*What the task requires:* Return a word-for-word copy of the complete listing below.

■ ■ ■ ■ ■

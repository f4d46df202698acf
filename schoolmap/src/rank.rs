//! Proximity ranking: order schools by distance from a query point.

use crate::distance::{haversine_km, Coordinate};
use crate::school::{RankedSchool, School};

/// Annotate every record with its distance from the query point and sort
/// ascending by that distance.
///
/// The output is a permutation of the input: nothing is filtered out, and
/// records with out-of-range coordinates still receive a (degenerate)
/// distance. The sort is stable, so records at equal distance keep their
/// input order.
///
/// The query coordinates are expected to be validated by the caller; see
/// [`rank_from`] for the validated entry point.
///
/// # Example
///
/// ```
/// use schoolmap::{rank, School};
///
/// let schools = vec![
///     School { id: 1, name: "B".into(), address: "b".into(), latitude: 0.0, longitude: 1.0 },
///     School { id: 2, name: "A".into(), address: "a".into(), latitude: 0.0, longitude: 0.0 },
/// ];
/// let ranked = rank(0.0, 0.0, schools);
/// assert_eq!(ranked[0].school.id, 2);
/// assert_eq!(ranked[0].distance_km, 0.0);
/// ```
pub fn rank<I>(query_lat: f64, query_lon: f64, records: I) -> Vec<RankedSchool>
where
    I: IntoIterator<Item = School>,
{
    let mut ranked: Vec<RankedSchool> = records
        .into_iter()
        .map(|school| {
            let distance_km =
                haversine_km(query_lat, query_lon, school.latitude, school.longitude);
            RankedSchool {
                school,
                distance_km,
            }
        })
        .collect();

    // total_cmp keeps the order total even if a NaN slips through.
    ranked.sort_by(|a, b| a.distance_km.total_cmp(&b.distance_km));
    ranked
}

/// [`rank`] from an already validated [`Coordinate`].
pub fn rank_from<I>(origin: Coordinate, records: I) -> Vec<RankedSchool>
where
    I: IntoIterator<Item = School>,
{
    rank(origin.latitude, origin.longitude, records)
}
pub mod distance;
pub mod rank;
//! # schoolmap - School Proximity Library
//!
//! Stores school locations and ranks them by great-circle distance from a
//! caller-supplied coordinate.
//!
//! ## Features
//!
//! - **Haversine distance**: double-precision great-circle distance on a
//!   6371 km sphere
//! - **Deterministic ranking**: stable ascending sort, ties keep store order
//! - **Pluggable storage**: the [`SchoolStore`] trait, with an in-memory
//!   implementation for tests and offline use
//! - **GeoJSON export** (feature `geojson`)
//!
//! ## Quick Start
//!
//! ```
//! use schoolmap::{rank, Coordinate, School};
//!
//! let origin = Coordinate::new(51.5074, -0.1278).unwrap(); // London
//! let schools = vec![School {
//!     id: 1,
//!     name: "Lycée".into(),
//!     address: "Paris".into(),
//!     latitude: 48.8566,
//!     longitude: 2.3522,
//! }];
//!
//! let ranked = rank(origin.latitude, origin.longitude, schools);
//! assert!((343.0..345.0).contains(&ranked[0].distance_km));
//! ```
//!
//! Ranking performs a full scan of the supplied records; there is no spatial
//! index.

pub mod distance;
pub mod error;
pub mod rank;
pub mod school;
pub mod store;

#[cfg(feature = "geojson")]
pub mod geojson;

// Re-export main types at crate root for convenience
pub use distance::{haversine_km, Coordinate, EARTH_RADIUS_KM};
pub use error::{Result, StoreError, StoreResult, ValidationError};
pub use rank::{rank, rank_from};
pub use school::{NewSchool, RankedSchool, School};
pub use store::{MemoryStore, SchoolStore};
//! Rank a handful of schools by distance from a coordinate.
//!
//! Run with: cargo run --example nearest -- 51.5074 -0.1278

use schoolmap::{rank_from, Coordinate, MemoryStore, NewSchool, SchoolStore};
use std::env;

#[tokio::main]
async fn main() -> Result<(), Box<dyn std::error::Error>> {
    let mut args = env::args().skip(1);
    let (lat, lon) = match (args.next(), args.next()) {
        (Some(lat), Some(lon)) => (lat.parse::<f64>()?, lon.parse::<f64>()?),
        _ => {
            eprintln!("Usage: cargo run --example nearest -- <latitude> <longitude>");
            std::process::exit(1);
        }
    };
    let origin = Coordinate::new(lat, lon)?;

    let store = MemoryStore::new();
    let schools = [
        ("Lycée Henri-IV", "23 Rue Clovis, Paris", 48.8462, 2.3464),
        ("Eton College", "Windsor, Berkshire", 51.4925, -0.6089),
        ("Phillips Academy", "180 Main St, Andover", 42.6473, -71.1323),
        ("Gymnasium Steglitz", "Heesestraße 15, Berlin", 52.4597, 13.3264),
        ("Kaisei Academy", "Nishinippori, Tokyo", 35.7323, 139.7660),
    ];
    for (name, address, lat, lon) in schools {
        store.insert(&NewSchool::new(name, address, lat, lon)?).await?;
    }

    println!("Schools nearest to ({}, {}):", origin.latitude, origin.longitude);
    println!("{:-<60}", "");

    for ranked in rank_from(origin, store.list_all().await?) {
        println!(
            "{:>10.1} km  {} ({})",
            ranked.distance_km, ranked.school.name, ranked.school.address
        );
    }

    Ok(())
}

■ ■ ■ ■ ■

*Result of the task:*
repository f4d46df202698acf
filename schoolmap/src/rank.rs
//! Proximity ranking: order schools by distance from a query point.

use crate::distance::{haversine_km, Coordinate};
use crate::school::{RankedSchool, School};

/// Annotate every record with its distance from the query point and sort
/// ascending by that distance.
///
/// The output is a permutation of the input: nothing is filtered out, and
/// records with out-of-range coordinates still receive a (degenerate)
/// distance. The sort is stable, so records at equal distance keep their
/// input order.
///
/// The query coordinates are expected to be validated by the caller; see
/// [`rank_from`] for the validated entry point.
///
/// # Example
///
/// ```
/// use schoolmap::{rank, School};
///
/// let schools = vec![
///     School { id: 1, name: "B".into(), address: "b".into(), latitude: 0.0, longitude: 1.0 },
///     School { id: 2, name: "A".into(), address: "a".into(), latitude: 0.0, longitude: 0.0 },
/// ];
/// let ranked = rank(0.0, 0.0, schools);
/// assert_eq!(ranked[0].school.id, 2);
/// assert_eq!(ranked[0].distance_km, 0.0);
/// ```
pub fn rank<I>(query_lat: f64, query_lon: f64, records: I) -> Vec<RankedSchool>
where
    I: IntoIterator<Item = School>,
{
    let mut ranked: Vec<RankedSchool> = records
        .into_iter()
        .map(|school| {
            let distance_km =
                haversine_km(query_lat, query_lon, school.latitude, school.longitude);
            RankedSchool {
                school,
                distance_km,
            }
        })
        .collect();

    // total_cmp keeps the order total even if a NaN slips through.
    ranked.sort_by(|a, b| a.distance_km.total_cmp(&b.distance_km));
    ranked
}

/// [`rank`] from an already validated [`Coordinate`].
pub fn rank_from<I>(origin: Coordinate, records: I) -> Vec<RankedSchool>
where
    I: IntoIterator<Item = School>,
{
    rank(origin.latitude, origin.longitude, records)
}
pub mod distance;
pub mod rank;
//! # schoolmap - School Proximity Library
//!
//! Stores school locations and ranks them by great-circle distance from a
//! caller-supplied coordinate.
//!
//! ## Features
//!
//! - **Haversine distance**: double-precision great-circle distance on a
//!   6371 km sphere
//! - **Deterministic ranking**: stable ascending sort, ties keep store order
//! - **Pluggable storage**: the [`SchoolStore`] trait, with an in-memory
//!   implementation for tests and offline use
//! - **GeoJSON export** (feature `geojson`)
//!
//! ## Quick Start
//!
//! ```
//! use schoolmap::{rank, Coordinate, School};
//!
//! let origin = Coordinate::new(51.5074, -0.1278).unwrap(); // London
//! let schools = vec![School {
//!     id: 1,
//!     name: "Lycée".into(),
//!     address: "Paris".into(),
//!     latitude: 48.8566,
//!     longitude: 2.3522,
//! }];
//!
//! let ranked = rank(origin.latitude, origin.longitude, schools);
//! assert!((343.0..345.0).contains(&ranked[0].distance_km));
//! ```
//!
//! Ranking performs a full scan of the supplied records; there is no spatial
//! index.

pub mod distance;
pub mod error;
pub mod rank;
pub mod school;
pub mod store;

#[cfg(feature = "geojson")]
pub mod geojson;

// Re-export main types at crate root for convenience
pub use distance::{haversine_km, Coordinate, EARTH_RADIUS_KM};
pub use error::{Result, StoreError, StoreResult, ValidationError};
pub use rank::{rank, rank_from};
pub use school::{NewSchool, RankedSchool, School};
pub use store::{MemoryStore, SchoolStore};
//! Rank a handful of schools by distance from a coordinate.
//!
//! Run with: cargo run --example nearest -- 51.5074 -0.1278

use schoolmap::{rank_from, Coordinate, MemoryStore, NewSchool, SchoolStore};
use std::env;

#[tokio::main]
async fn main() -> Result<(), Box<dyn std::error::Error>> {
    let mut args = env::args().skip(1);
    let (lat, lon) = match (args.next(), args.next()) {
        (Some(lat), Some(lon)) => (lat.parse::<f64>()?, lon.parse::<f64>()?),
        _ => {
            eprintln!("Usage: cargo run --example nearest -- <latitude> <longitude>");
            std::process::exit(1);
        }
    };
    let origin = Coordinate::new(lat, lon)?;

    let store = MemoryStore::new();
    let schools = [
        ("Lycée Henri-IV", "23 Rue Clovis, Paris", 48.8462, 2.3464),
        ("Eton College", "Windsor, Berkshire", 51.4925, -0.6089),
        ("Phillips Academy", "180 Main St, Andover", 42.6473, -71.1323),
        ("Gymnasium Steglitz", "Heesestraße 15, Berlin", 52.4597, 13.3264),
        ("Kaisei Academy", "Nishinippori, Tokyo", 35.7323, 139.7660),
    ];
    for (name, address, lat, lon) in schools {
        store.insert(&NewSchool::new(name, address, lat, lon)?).await?;
    }

    println!("Schools nearest to ({}, {}):", origin.latitude, origin.longitude);
    println!("{:-<60}", "");

    for ranked in rank_from(origin, store.list_all().await?) {
        println!(
            "{:>10.1} km  {} ({})",
            ranked.distance_km, ranked.school.name, ranked.school.address
        );
    }

    Ok(())
}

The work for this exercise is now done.